**Your assignment**
What you give back must match the data character for character.

**Provided material**

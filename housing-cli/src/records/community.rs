//! Community (housing complex) records

use chrono::{DateTime, Utc};
use serde::{Deserialize, Serialize};

use super::{ValidationError, merge};

/// Allowed range for `environment_score`
pub const ENVIRONMENT_SCORE_RANGE: std::ops::RangeInclusive<i64> = 1..=10;

/// A stored community
#[derive(Debug, Clone, PartialEq, Serialize, Deserialize)]
pub struct Community {
    pub id: i64,
    pub name: String,
    pub district: Option<String>,
    pub address: Option<String>,
    pub property_fee: Option<String>,
    pub parking: Option<String>,
    pub build_year: Option<i64>,
    pub metro: Option<String>,
    pub primary_school: Option<String>,
    pub middle_school: Option<String>,
    pub environment_score: Option<i64>,
    pub photos: Option<String>,
    pub videos: Option<String>,
    pub notes: Option<String>,
    pub created_at: DateTime<Utc>,
    pub updated_at: DateTime<Utc>,
}

/// Fields for creating a community
#[derive(Debug, Clone, Default, PartialEq, Serialize, Deserialize)]
pub struct NewCommunity {
    pub name: String,
    #[serde(default)]
    pub district: Option<String>,
    #[serde(default)]
    pub address: Option<String>,
    #[serde(default)]
    pub property_fee: Option<String>,
    #[serde(default)]
    pub parking: Option<String>,
    #[serde(default)]
    pub build_year: Option<i64>,
    #[serde(default)]
    pub metro: Option<String>,
    #[serde(default)]
    pub primary_school: Option<String>,
    #[serde(default)]
    pub middle_school: Option<String>,
    #[serde(default)]
    pub environment_score: Option<i64>,
    #[serde(default)]
    pub photos: Option<String>,
    #[serde(default)]
    pub videos: Option<String>,
    #[serde(default)]
    pub notes: Option<String>,
}

impl NewCommunity {
    /// Check field constraints shared by the API and the importer
    pub fn validate(&self) -> Result<(), ValidationError> {
        validate_name(&self.name)?;
        validate_environment_score(self.environment_score)
    }
}

/// Partial update; absent fields keep their stored value, an explicit null
/// clears the field
#[derive(Debug, Clone, Default, PartialEq, Serialize, Deserialize)]
#[serde(default)]
pub struct CommunityUpdate {
    pub name: Option<String>,
    #[serde(deserialize_with = "crate::records::nullable", skip_serializing_if = "Option::is_none")]
    pub district: Option<Option<String>>,
    #[serde(deserialize_with = "crate::records::nullable", skip_serializing_if = "Option::is_none")]
    pub address: Option<Option<String>>,
    #[serde(deserialize_with = "crate::records::nullable", skip_serializing_if = "Option::is_none")]
    pub property_fee: Option<Option<String>>,
    #[serde(deserialize_with = "crate::records::nullable", skip_serializing_if = "Option::is_none")]
    pub parking: Option<Option<String>>,
    #[serde(deserialize_with = "crate::records::nullable", skip_serializing_if = "Option::is_none")]
    pub build_year: Option<Option<i64>>,
    #[serde(deserialize_with = "crate::records::nullable", skip_serializing_if = "Option::is_none")]
    pub metro: Option<Option<String>>,
    #[serde(deserialize_with = "crate::records::nullable", skip_serializing_if = "Option::is_none")]
    pub primary_school: Option<Option<String>>,
    #[serde(deserialize_with = "crate::records::nullable", skip_serializing_if = "Option::is_none")]
    pub middle_school: Option<Option<String>>,
    #[serde(deserialize_with = "crate::records::nullable", skip_serializing_if = "Option::is_none")]
    pub environment_score: Option<Option<i64>>,
    #[serde(deserialize_with = "crate::records::nullable", skip_serializing_if = "Option::is_none")]
    pub photos: Option<Option<String>>,
    #[serde(deserialize_with = "crate::records::nullable", skip_serializing_if = "Option::is_none")]
    pub videos: Option<Option<String>>,
    #[serde(deserialize_with = "crate::records::nullable", skip_serializing_if = "Option::is_none")]
    pub notes: Option<Option<String>>,
}

impl CommunityUpdate {
    pub fn validate(&self) -> Result<(), ValidationError> {
        if let Some(name) = &self.name {
            validate_name(name)?;
        }
        validate_environment_score(self.environment_score.flatten())
    }
}

impl Community {
    /// Merge a partial update over this record
    pub fn apply_update(&mut self, update: CommunityUpdate) {
        let CommunityUpdate {
            name,
            district,
            address,
            property_fee,
            parking,
            build_year,
            metro,
            primary_school,
            middle_school,
            environment_score,
            photos,
            videos,
            notes,
        } = update;

        if let Some(name) = name {
            self.name = name;
        }
        merge(&mut self.district, district);
        merge(&mut self.address, address);
        merge(&mut self.property_fee, property_fee);
        merge(&mut self.parking, parking);
        merge(&mut self.build_year, build_year);
        merge(&mut self.metro, metro);
        merge(&mut self.primary_school, primary_school);
        merge(&mut self.middle_school, middle_school);
        merge(&mut self.environment_score, environment_score);
        merge(&mut self.photos, photos);
        merge(&mut self.videos, videos);
        merge(&mut self.notes, notes);
    }
}

/// Community id and name, as used for reference resolution
#[derive(Debug, Clone, PartialEq, Eq, Serialize, Deserialize)]
pub struct CommunityRef {
    pub id: i64,
    pub name: String,
}

fn validate_name(name: &str) -> Result<(), ValidationError> {
    if name.trim().is_empty() {
        return Err(ValidationError("小区名称不能为空".to_string()));
    }
    Ok(())
}

fn validate_environment_score(score: Option<i64>) -> Result<(), ValidationError> {
    match score {
        Some(score) if !ENVIRONMENT_SCORE_RANGE.contains(&score) => Err(ValidationError(
            "环境打分必须在1-10之间".to_string(),
        )),
        _ => Ok(()),
    }
}

#[cfg(test)]
mod tests {
    use super::*;

    fn stored() -> Community {
        let now = Utc::now();
        Community {
            id: 1,
            name: "阳光小区".to_string(),
            district: Some("徐汇区".to_string()),
            address: None,
            property_fee: None,
            parking: None,
            build_year: Some(2001),
            metro: None,
            primary_school: None,
            middle_school: None,
            environment_score: Some(6),
            photos: None,
            videos: None,
            notes: Some("旧备注".to_string()),
            created_at: now,
            updated_at: now,
        }
    }

    #[test]
    fn test_environment_score_bounds() {
        let mut community = NewCommunity {
            name: "A".to_string(),
            ..Default::default()
        };
        assert!(community.validate().is_ok());

        community.environment_score = Some(10);
        assert!(community.validate().is_ok());

        community.environment_score = Some(0);
        assert!(community.validate().is_err());

        community.environment_score = Some(11);
        assert!(community.validate().is_err());
    }

    #[test]
    fn test_apply_update_keeps_absent_fields() {
        let mut community = stored();
        community.apply_update(CommunityUpdate {
            district: Some(Some("静安区".to_string())),
            notes: Some(None),
            ..Default::default()
        });

        assert_eq!(community.name, "阳光小区");
        assert_eq!(community.district.as_deref(), Some("静安区"));
        assert_eq!(community.build_year, Some(2001));
        assert_eq!(community.notes, None);
    }

    #[test]
    fn test_create_rejects_blank_name() {
        let community = NewCommunity {
            name: "   ".to_string(),
            ..Default::default()
        };
        assert_eq!(
            community.validate(),
            Err(ValidationError("小区名称不能为空".to_string()))
        );
    }

    #[test]
    fn test_update_rejects_blank_name() {
        let update = CommunityUpdate {
            name: Some("  ".to_string()),
            ..Default::default()
        };
        assert!(update.validate().is_err());
    }
}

**Solved problem**
filename housing-cli/src/records/community.rs
//! Community (housing complex) records

use chrono::{DateTime, Utc};
use serde::{Deserialize, Serialize};

use super::{ValidationError, merge};

/// Allowed range for `environment_score`
pub const ENVIRONMENT_SCORE_RANGE: std::ops::RangeInclusive<i64> = 1..=10;

/// A stored community
#[derive(Debug, Clone, PartialEq, Serialize, Deserialize)]
pub struct Community {
    pub id: i64,
    pub name: String,
    pub district: Option<String>,
    pub address: Option<String>,
    pub property_fee: Option<String>,
    pub parking: Option<String>,
    pub build_year: Option<i64>,
    pub metro: Option<String>,
    pub primary_school: Option<String>,
    pub middle_school: Option<String>,
    pub environment_score: Option<i64>,
    pub photos: Option<String>,
    pub videos: Option<String>,
    pub notes: Option<String>,
    pub created_at: DateTime<Utc>,
    pub updated_at: DateTime<Utc>,
}

/// Fields for creating a community
#[derive(Debug, Clone, Default, PartialEq, Serialize, Deserialize)]
pub struct NewCommunity {
    pub name: String,
    #[serde(default)]
    pub district: Option<String>,
    #[serde(default)]
    pub address: Option<String>,
    #[serde(default)]
    pub property_fee: Option<String>,
    #[serde(default)]
    pub parking: Option<String>,
    #[serde(default)]
    pub build_year: Option<i64>,
    #[serde(default)]
    pub metro: Option<String>,
    #[serde(default)]
    pub primary_school: Option<String>,
    #[serde(default)]
    pub middle_school: Option<String>,
    #[serde(default)]
    pub environment_score: Option<i64>,
    #[serde(default)]
    pub photos: Option<String>,
    #[serde(default)]
    pub videos: Option<String>,
    #[serde(default)]
    pub notes: Option<String>,
}

impl NewCommunity {
    /// Check field constraints shared by the API and the importer
    pub fn validate(&self) -> Result<(), ValidationError> {
        validate_name(&self.name)?;
        validate_environment_score(self.environment_score)
    }
}

/// Partial update; absent fields keep their stored value, an explicit null
/// clears the field
#[derive(Debug, Clone, Default, PartialEq, Serialize, Deserialize)]
#[serde(default)]
pub struct CommunityUpdate {
    pub name: Option<String>,
    #[serde(deserialize_with = "crate::records::nullable", skip_serializing_if = "Option::is_none")]
    pub district: Option<Option<String>>,
    #[serde(deserialize_with = "crate::records::nullable", skip_serializing_if = "Option::is_none")]
    pub address: Option<Option<String>>,
    #[serde(deserialize_with = "crate::records::nullable", skip_serializing_if = "Option::is_none")]
    pub property_fee: Option<Option<String>>,
    #[serde(deserialize_with = "crate::records::nullable", skip_serializing_if = "Option::is_none")]
    pub parking: Option<Option<String>>,
    #[serde(deserialize_with = "crate::records::nullable", skip_serializing_if = "Option::is_none")]
    pub build_year: Option<Option<i64>>,
    #[serde(deserialize_with = "crate::records::nullable", skip_serializing_if = "Option::is_none")]
    pub metro: Option<Option<String>>,
    #[serde(deserialize_with = "crate::records::nullable", skip_serializing_if = "Option::is_none")]
    pub primary_school: Option<Option<String>>,
    #[serde(deserialize_with = "crate::records::nullable", skip_serializing_if = "Option::is_none")]
    pub middle_school: Option<Option<String>>,
    #[serde(deserialize_with = "crate::records::nullable", skip_serializing_if = "Option::is_none")]
    pub environment_score: Option<Option<i64>>,
    #[serde(deserialize_with = "crate::records::nullable", skip_serializing_if = "Option::is_none")]
    pub photos: Option<Option<String>>,
    #[serde(deserialize_with = "crate::records::nullable", skip_serializing_if = "Option::is_none")]
    pub videos: Option<Option<String>>,
    #[serde(deserialize_with = "crate::records::nullable", skip_serializing_if = "Option::is_none")]
    pub notes: Option<Option<String>>,
}

impl CommunityUpdate {
    pub fn validate(&self) -> Result<(), ValidationError> {
        if let Some(name) = &self.name {
            validate_name(name)?;
        }
        validate_environment_score(self.environment_score.flatten())
    }
}

impl Community {
    /// Merge a partial update over this record
    pub fn apply_update(&mut self, update: CommunityUpdate) {
        let CommunityUpdate {
            name,
            district,
            address,
            property_fee,
            parking,
            build_year,
            metro,
            primary_school,
            middle_school,
            environment_score,
            photos,
            videos,
            notes,
        } = update;

        if let Some(name) = name {
            self.name = name;
        }
        merge(&mut self.district, district);
        merge(&mut self.address, address);
        merge(&mut self.property_fee, property_fee);
        merge(&mut self.parking, parking);
        merge(&mut self.build_year, build_year);
        merge(&mut self.metro, metro);
        merge(&mut self.primary_school, primary_school);
        merge(&mut self.middle_school, middle_school);
        merge(&mut self.environment_score, environment_score);
        merge(&mut self.photos, photos);
        merge(&mut self.videos, videos);
        merge(&mut self.notes, notes);
    }
}

/// Community id and name, as used for reference resolution
#[derive(Debug, Clone, PartialEq, Eq, Serialize, Deserialize)]
pub struct CommunityRef {
    pub id: i64,
    pub name: String,
}

fn validate_name(name: &str) -> Result<(), ValidationError> {
    if name.trim().is_empty() {
        return Err(ValidationError("小区名称不能为空".to_string()));
    }
    Ok(())
}

fn validate_environment_score(score: Option<i64>) -> Result<(), ValidationError> {
    match score {
        Some(score) if !ENVIRONMENT_SCORE_RANGE.contains(&score) => Err(ValidationError(
            "环境打分必须在1-10之间".to_string(),
        )),
        _ => Ok(()),
    }
}

#[cfg(test)]
mod tests {
    use super::*;

    fn stored() -> Community {
        let now = Utc::now();
        Community {
            id: 1,
            name: "阳光小区".to_string(),
            district: Some("徐汇区".to_string()),
            address: None,
            property_fee: None,
            parking: None,
            build_year: Some(2001),
            metro: None,
            primary_school: None,
            middle_school: None,
            environment_score: Some(6),
            photos: None,
            videos: None,
            notes: Some("旧备注".to_string()),
            created_at: now,
            updated_at: now,
        }
    }

    #[test]
    fn test_environment_score_bounds() {
        let mut community = NewCommunity {
            name: "A".to_string(),
            ..Default::default()
        };
        assert!(community.validate().is_ok());

        community.environment_score = Some(10);
        assert!(community.validate().is_ok());

        community.environment_score = Some(0);
        assert!(community.validate().is_err());

        community.environment_score = Some(11);
        assert!(community.validate().is_err());
    }

    #[test]
    fn test_apply_update_keeps_absent_fields() {
        let mut community = stored();
        community.apply_update(CommunityUpdate {
            district: Some(Some("静安区".to_string())),
            notes: Some(None),
            ..Default::default()
        });

        assert_eq!(community.name, "阳光小区");
        assert_eq!(community.district.as_deref(), Some("静安区"));
        assert_eq!(community.build_year, Some(2001));
        assert_eq!(community.notes, None);
    }

    #[test]
    fn test_create_rejects_blank_name() {
        let community = NewCommunity {
            name: "   ".to_string(),
            ..Default::default()
        };
        assert_eq!(
            community.validate(),
            Err(ValidationError("小区名称不能为空".to_string()))
        );
    }

    #[test]
    fn test_update_rejects_blank_name() {
        let update = CommunityUpdate {
            name: Some("  ".to_string()),
            ..Default::default()
        };
        assert!(update.validate().is_err());
    }
}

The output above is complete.